The Cimitero Acattolico in Rome is the resting place of English poets John Keats and Percy Bysshe Shelley
The Cimitero Acattolico in Rome is the resting place of English poets John Keats and Percy Bysshe Shelley | © rarrarorro / Shutterstock

In Rome, there’s a beautiful graveyard called the Cimitero Acattolico, or the Protestant Cemetery, a lesser-known destination where the English poets John Keats and Percy Bysshe Shelley are buried and where cats wander about and bask in the sun.
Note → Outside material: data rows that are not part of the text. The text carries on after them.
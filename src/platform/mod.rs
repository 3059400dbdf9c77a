//! Platform-specific implementations.
//!
//! Only macOS has a host for the widget. The submodule provides:
//! - FFI bridge helpers for Cocoa/AppKit
//! - UI components (widget window, directory prompt)
//! - Storage (token persistence, security-scoped bookmarks)
//! - The main-thread event dispatcher

#[cfg(target_os = "macos")]
pub mod macos;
After Oscar Wilde visited the Cimitero Acattolico in Rome in 1877, he wrote to the Reverend J Page Hopps, “Keats’s grave is a hillock of grass with a plain headstone, and it is to me the holiest place in Rome” (The Letters of Oscar Wilde, 1962). Keats had been laid to rest here in February 1821.

His fellow romantic poet Percy Bysshe Shelley had interred his and his wife Mary Shelley’s three-year-old son William here in 1819. In the preface to Adonais, Shelley’s soaring pastoral elegy to Keats, he wrote, “The cemetery is an open space among the ruins, covered in winter with violets and daisies. It might make one in love with death, to think that one should be buried in so sweet a place.” Just 23 months after Keats’s death, Shelley’s ashes were also placed in the cemetery.
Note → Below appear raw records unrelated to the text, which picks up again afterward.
//! Thin helpers over objc2 for untyped message sends.
//!
//! Most AppKit calls in this crate go through `msg_send!` on raw `id`
//! pointers. This module gathers the aliases, constants and conversions
//! those call sites share.

#![allow(non_upper_case_globals)]

use std::ffi::{c_char, c_void, CStr, CString};
use std::path::{Path, PathBuf};

pub use objc2::runtime::{AnyClass, AnyObject, Bool, Sel};
pub use objc2::{msg_send, sel};
pub use objc2_foundation::{NSPoint, NSRect, NSSize};

use objc2::encode::Encode;
use objc2::rc::Retained;
use objc2_app_kit::NSApplication;
use objc2_foundation::NSString;
use objc2::ClassType;

// ============================================================================
// Type aliases and constants
// ============================================================================

/// Objective-C object pointer.
pub type id = *mut AnyObject;

/// Null object pointer.
pub const nil: id = std::ptr::null_mut();

/// Objective-C BOOL YES.
pub const YES: Bool = Bool::YES;

/// Objective-C BOOL NO.
pub const NO: Bool = Bool::NO;

// ============================================================================
// Helper functions
// ============================================================================

/// Get the shared NSApplication instance.
#[inline]
#[allow(non_snake_case)]
pub fn NSApp() -> id {
    unsafe { msg_send![NSApplication::class(), sharedApplication] }
}

/// Create an NSString and return it as a raw, retained `id`.
#[inline]
pub fn nsstring_id(s: &str) -> id {
    let ns = NSString::from_str(s);
    Retained::into_raw(ns) as id
}

/// Copy an NSString into a Rust `String`.
///
/// # Safety
/// `ns` must be nil or a valid NSString.
pub unsafe fn string_from_nsstring(ns: id) -> Option<String> {
    if ns.is_null() {
        return None;
    }
    let utf8: *const c_char = msg_send![ns, UTF8String];
    if utf8.is_null() {
        return None;
    }
    Some(CStr::from_ptr(utf8).to_string_lossy().into_owned())
}

/// Path of a file NSURL.
///
/// # Safety
/// `url` must be nil or a valid NSURL.
pub unsafe fn path_from_nsurl(url: id) -> Option<PathBuf> {
    if url.is_null() {
        return None;
    }
    let path: id = msg_send![url, path];
    string_from_nsstring(path).map(PathBuf::from)
}

/// File NSURL for a directory path.
///
/// # Safety
/// Must be called with a valid autorelease pool.
pub unsafe fn directory_nsurl(path: &Path) -> id {
    let ns = nsstring_id(&path.to_string_lossy());
    msg_send![get_class("NSURL"), fileURLWithPath: ns, isDirectory: YES]
}

/// Copy the bytes of an NSData.
///
/// # Safety
/// `data` must be nil or a valid NSData.
pub unsafe fn bytes_from_nsdata(data: id) -> Option<Vec<u8>> {
    if data.is_null() {
        return None;
    }
    let len: usize = msg_send![data, length];
    let ptr: *const c_void = msg_send![data, bytes];
    if ptr.is_null() || len == 0 {
        return Some(Vec::new());
    }
    Some(std::slice::from_raw_parts(ptr as *const u8, len).to_vec())
}

/// Create an autoreleased NSData holding `bytes`.
///
/// # Safety
/// Must be called with a valid autorelease pool.
pub unsafe fn nsdata_from_bytes(bytes: &[u8]) -> id {
    msg_send![
        get_class("NSData"),
        dataWithBytes: bytes.as_ptr() as *const c_void,
        length: bytes.len()
    ]
}

/// `localizedDescription` of an NSError, or a placeholder.
///
/// # Safety
/// `error` must be nil or a valid NSError.
pub unsafe fn describe_nserror(error: id) -> String {
    if error.is_null() {
        return "unknown error".to_string();
    }
    let desc: id = msg_send![error, localizedDescription];
    string_from_nsstring(desc).unwrap_or_else(|| "unknown error".to_string())
}

/// Get a class by name, panicking if not found.
///
/// Only used for classes that ship with AppKit/Foundation.
#[inline]
pub fn get_class(name: &str) -> &'static AnyClass {
    let c_name = CString::new(name).expect("Invalid class name");
    AnyClass::get(&c_name).unwrap_or_else(|| panic!("Class '{}' not found", name))
}

// ============================================================================
// Object trait extensions for ivar access
// ============================================================================

/// Extension trait for accessing instance variables on AnyObject.
pub trait ObjectExt {
    /// Load a reference to an instance variable.
    ///
    /// # Safety
    /// The ivar must exist and be of type T.
    unsafe fn load_ivar<T: Encode>(&self, name: &str) -> &T;

    /// Store a value in an instance variable.
    ///
    /// # Safety
    /// The ivar must exist and be of type T.
    unsafe fn store_ivar<T: Encode>(&mut self, name: &str, value: T);
}

impl ObjectExt for AnyObject {
    unsafe fn load_ivar<T: Encode>(&self, name: &str) -> &T {
        let c_name = CString::new(name).expect("Invalid ivar name");
        let ivar = self
            .class()
            .instance_variable(&c_name)
            .unwrap_or_else(|| panic!("ivar '{}' not found", name));
        ivar.load::<T>(self)
    }

    unsafe fn store_ivar<T: Encode>(&mut self, name: &str, value: T) {
        let c_name = CString::new(name).expect("Invalid ivar name");
        let ivar = self
            .class()
            .instance_variable(&c_name)
            .unwrap_or_else(|| panic!("ivar '{}' not found", name));
        *ivar.load_mut::<T>(self) = value;
    }
}

// ============================================================================
// NSAutoreleasePool
// ============================================================================

/// Run a closure within an autorelease pool.
#[inline]
pub fn autoreleasepool<R, F: FnOnce() -> R>(f: F) -> R {
    unsafe {
        let pool: id = msg_send![get_class("NSAutoreleasePool"), new];
        let result = f();
        let _: () = msg_send![pool, drain];
        result
    }
}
United States Navy and Confederate States Navy officer Thomas Jefferson Page is buried at the Cimitero Acattolico

Before visitors to the cemetery find the graves of Keats or Shelley, they will often encounter residents who are very much alive: it is a sanctuary for semi-feral cats that are wont to loll on the graves or sit licking their paws on them, regardless of who’s underneath. Some of the cats are aloof; others perform figures of eight around your ankles. They lend the graveyard an aura of peace.

Situated at the base of the cemetery’s small Cestius Pyramid, the cat sanctuary is run by a group of dedicated volunteers. Its association – I gatti della Piramide – has its own website. The cemetery’s director, Amanda Thursfield, says the “cat ladies” and “cat men” look after the felines, feeding them twice a day and taking care of their medical needs. Thursfield, who thinks them “some of the happiest cats in the world”, says that there are 30 or so cats here, but it’s easy to leave with the impression that you’ve seen hundreds. (There are many more at Rome’s Torre Argentina Cat Sanctuary.) In 2018, the German photographer Uta Süβe-Krause published a photo book about the cemetery cats.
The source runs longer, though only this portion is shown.